#### GIVEN ENTRIES ####

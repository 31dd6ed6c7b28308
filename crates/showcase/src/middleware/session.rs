//! Role cookie.
//!
//! The visitor's role travels in a single cookie, `showcase_session`, signed
//! with a key derived from the session secret. Nothing is kept server-side:
//! any instance started with the same secret accepts the cookie, and changing
//! the secret invalidates every outstanding one.

use axum_extra::extract::SignedCookieJar;
use axum_extra::extract::cookie::{Cookie, Key, SameSite};
use model_showcase_core::Role;
use sha2::{Digest, Sha512};

/// Session cookie name.
pub const SESSION_COOKIE_NAME: &str = "showcase_session";

/// Derive the 64-byte cookie signing key from the session secret.
#[must_use]
pub fn signing_key(secret: &str) -> Key {
    Key::from(Sha512::digest(secret.as_bytes()).as_slice())
}

/// Cookie carrying `role`. It lasts until the browser session ends.
#[must_use]
pub fn role_cookie(role: Role, secure: bool) -> Cookie<'static> {
    Cookie::build((SESSION_COOKIE_NAME, role.label()))
        .path("/")
        .http_only(true)
        .secure(secure)
        .same_site(SameSite::Lax)
        .build()
}

/// Cookie used to expire the role cookie. Path must match [`role_cookie`].
#[must_use]
pub fn removal_cookie() -> Cookie<'static> {
    Cookie::build(SESSION_COOKIE_NAME).path("/").build()
}

/// Role carried by `jar`.
///
/// A missing cookie, a bad signature, and an unknown value all read as
/// [`Role::Unauthenticated`].
#[must_use]
pub fn role_from_jar(jar: &SignedCookieJar) -> Role {
    jar.get(SESSION_COOKIE_NAME)
        .and_then(|cookie| Role::from_label(cookie.value()))
        .unwrap_or_default()
}

#[cfg(test)]
#[allow(clippy::unwrap_used)]
mod tests {
    use axum::http::{HeaderMap, HeaderValue, header::COOKIE};

    use super::*;

    #[test]
    fn test_signing_key_is_deterministic() {
        assert_eq!(
            signing_key("supersecretkey").master(),
            signing_key("supersecretkey").master()
        );
    }

    #[test]
    fn test_signing_key_depends_on_secret() {
        assert_ne!(signing_key("a").master(), signing_key("b").master());
    }

    #[test]
    fn test_role_cookie_attributes() {
        let cookie = role_cookie(Role::Admin, false);

        assert_eq!(cookie.name(), SESSION_COOKIE_NAME);
        assert_eq!(cookie.value(), "admin");
        assert_eq!(cookie.path(), Some("/"));
        assert_eq!(cookie.http_only(), Some(true));
        assert_eq!(cookie.secure(), Some(false));
        assert_eq!(cookie.same_site(), Some(SameSite::Lax));
        assert_eq!(cookie.max_age(), None);
    }

    #[test]
    fn test_signed_role_is_read_back() {
        let jar = SignedCookieJar::new(signing_key("secret")).add(role_cookie(Role::User, false));

        assert_eq!(role_from_jar(&jar), Role::User);
    }

    #[test]
    fn test_unsigned_cookie_is_ignored() {
        let mut headers = HeaderMap::new();
        headers.insert(COOKIE, HeaderValue::from_static("showcase_session=admin"));

        let jar = SignedCookieJar::from_headers(&headers, signing_key("secret"));

        assert_eq!(role_from_jar(&jar), Role::Unauthenticated);
    }

    #[test]
    fn test_empty_jar_is_unauthenticated() {
        let jar = SignedCookieJar::new(signing_key("secret"));

        assert_eq!(role_from_jar(&jar), Role::Unauthenticated);
    }
}
//! Role selection, admin login, logout, and gating of the listing and upload
//! pages.

#![allow(clippy::unwrap_used)]

use model_showcase_integration_tests::{
    TestApp, assert_redirect, cookieless_client, new_client, ok_text, set_cookie_pair,
};
use reqwest::{StatusCode, header::COOKIE};

#[tokio::test]
async fn test_health() {
    let app = TestApp::spawn().await;

    let body = ok_text(app.get("/health").await).await;

    assert_eq!(body, "ok");
}

#[tokio::test]
async fn test_home_is_public() {
    let app = TestApp::spawn().await;

    let body = ok_text(app.get("/").await).await;

    assert!(body.contains("/set_role/user"));
    assert!(body.contains("/set_role/admin"));
}

#[tokio::test]
async fn test_products_without_role_redirects_home() {
    let app = TestApp::spawn().await;

    let res = app.get("/products").await;

    assert_redirect(&res, "/");
}

#[tokio::test]
async fn test_upload_without_role_redirects_home() {
    let app = TestApp::spawn().await;

    assert_redirect(&app.get("/upload").await, "/");
    assert_redirect(
        &app.upload("Chair", "Oak", "chair.glb", b"glTF").await,
        "/",
    );
    assert!(app.stored_products().is_empty());
    assert!(app.uploaded_files().is_empty());
}

#[tokio::test]
async fn test_set_role_user_grants_access() {
    let app = TestApp::spawn().await;

    app.become_user().await;

    let body = ok_text(app.get("/products").await).await;
    assert!(body.contains("user"));
    assert_eq!(app.get("/upload").await.status(), StatusCode::OK);
}

#[tokio::test]
async fn test_set_role_admin_goes_to_login_without_granting_access() {
    let app = TestApp::spawn().await;

    assert_redirect(&app.get("/set_role/admin").await, "/login");
    assert_redirect(&app.get("/products").await, "/");
}

#[tokio::test]
async fn test_set_role_unknown_goes_home() {
    let app = TestApp::spawn().await;

    assert_redirect(&app.get("/set_role/superuser").await, "/");
    assert_redirect(&app.get("/set_role/User").await, "/");
    assert_redirect(&app.get("/products").await, "/");
}

#[tokio::test]
async fn test_login_page_renders_form() {
    let app = TestApp::spawn().await;

    let body = ok_text(app.get("/login").await).await;

    assert!(body.contains(r#"name="username""#));
    assert!(body.contains(r#"name="password""#));
}

#[tokio::test]
async fn test_admin_login_grants_access() {
    let app = TestApp::spawn().await;

    app.login_admin().await;

    let body = ok_text(app.get("/products").await).await;
    assert!(body.contains("admin"));
}

#[tokio::test]
async fn test_invalid_login_returns_message_and_no_access() {
    let app = TestApp::spawn().await;

    for (username, password) in [
        ("admin", "wrong"),
        ("root", "admin123"),
        ("Admin", "admin123"),
        ("", ""),
    ] {
        let res = app
            .post_form("/login", &[("username", username), ("password", password)])
            .await;

        assert_eq!(res.status(), StatusCode::UNAUTHORIZED);
        assert_eq!(res.text().await.unwrap(), "Invalid admin credentials");
        assert_redirect(&app.get("/products").await, "/");
    }
}

#[tokio::test]
async fn test_failed_login_keeps_existing_user_role() {
    let app = TestApp::spawn().await;
    app.become_user().await;

    let res = app
        .post_form("/login", &[("username", "admin"), ("password", "nope")])
        .await;

    assert_eq!(res.status(), StatusCode::UNAUTHORIZED);
    let body = ok_text(app.get("/products").await).await;
    assert!(body.contains("user"));
}

#[tokio::test]
async fn test_logout_clears_role() {
    let app = TestApp::spawn().await;
    app.login_admin().await;

    assert_redirect(&app.get("/logout").await, "/");

    assert_redirect(&app.get("/products").await, "/");
}

#[tokio::test]
async fn test_logout_without_session_goes_home() {
    let app = TestApp::spawn().await;

    assert_redirect(&app.get("/logout").await, "/");
}

#[tokio::test]
async fn test_roles_are_per_client() {
    let app = TestApp::spawn().await;
    app.become_user().await;

    let other = new_client();
    let res = other.get(app.url("/products")).send().await.unwrap();

    assert_redirect(&res, "/");
}

#[tokio::test]
async fn test_unsigned_role_cookie_is_ignored() {
    let app = TestApp::spawn().await;

    let res = cookieless_client()
        .get(app.url("/products"))
        .header(COOKIE, "showcase_session=admin")
        .send()
        .await
        .unwrap();

    assert_redirect(&res, "/");
}

#[tokio::test]
async fn test_role_cookie_is_accepted_by_instance_with_same_secret() {
    let first = TestApp::spawn().await;
    let second = TestApp::spawn().await;
    let client = cookieless_client();

    let res = client.get(first.url("/set_role/user")).send().await.unwrap();
    assert_redirect(&res, "/products");
    let cookie = set_cookie_pair(&res);

    let res = client
        .get(second.url("/products"))
        .header(COOKIE, &cookie)
        .send()
        .await
        .unwrap();

    let body = ok_text(res).await;
    assert!(body.contains("user"));
}

#[tokio::test]
async fn test_role_cookie_is_rejected_by_instance_with_other_secret() {
    let first = TestApp::spawn().await;
    let second = TestApp::spawn_with_secret("another-secret-with-enough-entropy-91c4e2").await;
    let client = cookieless_client();

    let res = client.get(first.url("/set_role/user")).send().await.unwrap();
    let cookie = set_cookie_pair(&res);

    let res = client
        .get(second.url("/products"))
        .header(COOKIE, &cookie)
        .send()
        .await
        .unwrap();

    assert_redirect(&res, "/");
}

#[tokio::test]
async fn test_login_with_missing_field_is_bad_request() {
    let app = TestApp::spawn().await;

    let res = app.post_form("/login", &[("username", "admin")]).await;

    assert_eq!(res.status(), StatusCode::BAD_REQUEST);
    assert_redirect(&app.get("/products").await, "/");
}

####

TASK OBJECTIVE: Using the listing, count the lines where the word "master" appears and reply with only that number.

RESULT OF THE TASK: 3